Fig 3. Bayesian hierarchical logistic regression results.

A) Main effects of a logistic linear mixed regression model for both studies. Error bars indicate 95% credible intervals around the median posterior estimate of the group estimate. Dots indicate estimations of the individual participants’ parameters. B-D) Interactions of experimentally controlled factors. E-H) Between subject factors, note the different scale for F-H and that these are slopes (effects per unit) and not categorical effects.

Features of the assessment

We turn now to the effects of the assessment methodology on the behavior, shown in Fig 3. These effects are to be interpreted as interactions on, or modifiers of the global preferences presented in the previous paragraph, and tell us how the behavior changes if we change the respective aspect of the assessment.

Level of abstraction.

Going from a text-based to a naturalistic presentation showed no conclusive effect on the omission bias (study 1: −1.3, CI95: −2.9, 0.3, BFH0: 1.1; study 2: −0.6, CI95: −1.5, 0.3, BFH0: 2.9), but strong evidence for higher valuation of elderly people in study 2 (study 1: 1.8, CI95: −0.3, 4.0, BFH0: 0.7; study 2: 4.6, CI95: 3.0, 6.3, BFH0: 0.0). To determine whether the inclusion of the level of abstraction as a predictor improves our model fit, we used the brms package [23, 24] to calculate the difference in Watanabe–Akaike Information Criterion (WAIC) between the full model, and an identical model without any abstraction-related fixed effects (using the same random structure). Study 1 shows slight evidence against the more complex model (Table 1). Since the standard error of the difference is small compared to the magnitude of the difference, the simpler model without level of abstraction as a factor is the superior model here. Study 2, on the other hand, shows slight evidence in favor of the more complex model (Table 1). However, the magnitude of the difference is smaller than in the first study, and the standard error of the difference is larger, giving more credibility to the findings from study 1. Moreover, the observed influence of level of abstraction as a whole is likely driven by the interaction between level of abstraction and elderly bias. We therefore conclude that the level of abstraction has no significant influence on the participants’ decisions outside of the valuation of the elderly.

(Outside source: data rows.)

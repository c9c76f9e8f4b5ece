//! Scripted probe for tests (no compiler involved).
//!
//! [`ScriptedProbe`] answers from a table keyed by capability name and
//! records every call, so tests can assert which capabilities were
//! actually probed.

use std::collections::HashMap;
use std::sync::Mutex;
use std::time::Duration;

use async_trait::async_trait;
use cfgprobe_toolchain::{ProbeEnvironment, ToolchainError};

use crate::capability::{Capability, ResolvedValue};
use crate::probe::{Probe, ProbeExecutionError, ProbeResult};

/// What a scripted capability reports.
#[derive(Debug, Clone, PartialEq, Eq)]
pub enum Scripted {
    Present,
    PresentWith(ResolvedValue),
    Absent,
    Indeterminate,
    /// Fail the way a missing compiler does.
    ToolchainMissing,
    /// Never finish; only the resolver's timeout ends the probe.
    Hang,
    /// Finish after a delay.
    Delayed(Duration, Box<Scripted>),
}

/// In-memory [`Probe`] driven by a script.
#[derive(Debug)]
pub struct ScriptedProbe {
    outcomes: HashMap<String, Scripted>,
    fallback: Scripted,
    calls: Mutex<Vec<String>>,
}

impl Default for ScriptedProbe {
    fn default() -> Self {
        Self::new()
    }
}

impl ScriptedProbe {
    /// Every unscripted capability reports present.
    pub fn new() -> Self {
        Self {
            outcomes: HashMap::new(),
            fallback: Scripted::Present,
            calls: Mutex::new(Vec::new()),
        }
    }

    pub fn with(mut self, name: impl Into<String>, outcome: Scripted) -> Self {
        self.outcomes.insert(name.into(), outcome);
        self
    }

    pub fn with_fallback(mut self, outcome: Scripted) -> Self {
        self.fallback = outcome;
        self
    }

    /// Capability names in the order their probes started.
    pub fn calls(&self) -> Vec<String> {
        self.calls
            .lock()
            .unwrap_or_else(|poisoned| poisoned.into_inner())
            .clone()
    }

    pub fn was_probed(&self, name: &str) -> bool {
        self.calls().iter().any(|c| c == name)
    }

    fn answer(
        name: &str,
        outcome: &Scripted,
    ) -> futures::future::BoxFuture<'static, Result<ProbeResult, ProbeExecutionError>> {
        let name = name.to_string();
        let outcome = outcome.clone();
        Box::pin(async move {
            match outcome {
                Scripted::Present => Ok(ProbeResult::present(&name)),
                Scripted::PresentWith(value) => Ok(ProbeResult::present_with(&name, value)),
                Scripted::Absent => Ok(ProbeResult::absent(&name)),
                Scripted::Indeterminate => Ok(ProbeResult::indeterminate(&name, "scripted")),
                Scripted::ToolchainMissing => Err(ProbeExecutionError::Toolchain(
                    ToolchainError::CompilerNotFound {
                        tried: vec!["cc".to_string()],
                    },
                )),
                Scripted::Hang => {
                    futures::future::pending::<()>().await;
                    Ok(ProbeResult::indeterminate(&name, "unreachable"))
                }
                Scripted::Delayed(delay, inner) => {
                    tokio::time::sleep(delay).await;
                    Self::answer(&name, &inner).await
                }
            }
        })
    }
}

#[async_trait]
impl Probe for ScriptedProbe {
    async fn evaluate(
        &self,
        capability: &Capability,
        _env: &ProbeEnvironment,
    ) -> Result<ProbeResult, ProbeExecutionError> {
        self.calls
            .lock()
            .unwrap_or_else(|poisoned| poisoned.into_inner())
            .push(capability.name.clone());
        let outcome = self
            .outcomes
            .get(&capability.name)
            .unwrap_or(&self.fallback);
        Self::answer(&capability.name, outcome).await
    }
}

Contrasting an immersive VR environment to a desktop setting with static scenes and unlimited response times did not yield any conclusive effects, except strong evidence that the lane bias is independent of the modality (0.2, CI95: −0.5, 0.8, BFH0: 8.3). We can further exclude large effects of modality on the gender bias (−0.7, CI95: −2.1, 0.7, BFH0: 2.7). For the young and elderly interaction we observe a bimodal distribution in our data (see Fig 3), which leads to large credibility intervals of the effect for the interaction of young (1.0, CI95: −2.3, 4.4, BFH0: 1.5) and elderly (2.0, CI95: −0.9, 5.0, BFH0: 0.8).

Time pressure.

High time pressure, on the other hand, did have a considerable impact on the decision patterns, as it led to systematic decreases of the age bias (young: −3.0, CI95: −4.8, −1.4, BFH0: 0.0; elderly: 2.5, CI95: 0.8, 4.3, BFH0: 0.1) as well as a trend towards lower gender bias (−1.0, CI95: −2.0, 0.1, BFH0: 1.1), but with an inconclusive Bayes factor. Overall, this result is in line with more randomness in the participants’ answers, or in other words, an increased error rate. However, it was not caused by a simple failure to elicit a response in time. Running out of time to enter a response would lead to fewer lane changes overall and cause an increased omission bias, both of which we did not observe (omission bias: −0.2, CI95: −1.1, 0.7, BFH0: 5.9; lane changes see S3 Appendix). However, we cannot discern whether, or to which extent, this systematic effect is the result of errors, such as pressing the wrong button or misidentifying an obstacle’s gender or age under time pressure, or the result of interrupting the cognitive process of evaluating ethical aspects of the situation. Mind that these effects don’t seem to carry over to the slower VR conditions with 4.0-4.4s response time windows. The absence of systematic effects between time-constrained and unconstrained modalities, and the fact that 72% (text-based) to 82% (naturalistic) of all responses in the unconstrained settings were made within the response time windows of the time-constrained settings (see S3 Appendix), suggest that response time windows of about 4.0s are not restricting the validity of immersive VR-based assessment. We conclude that aside from very high time pressure, the observed decisions are remarkably consistent across different approaches to the experimental assessment.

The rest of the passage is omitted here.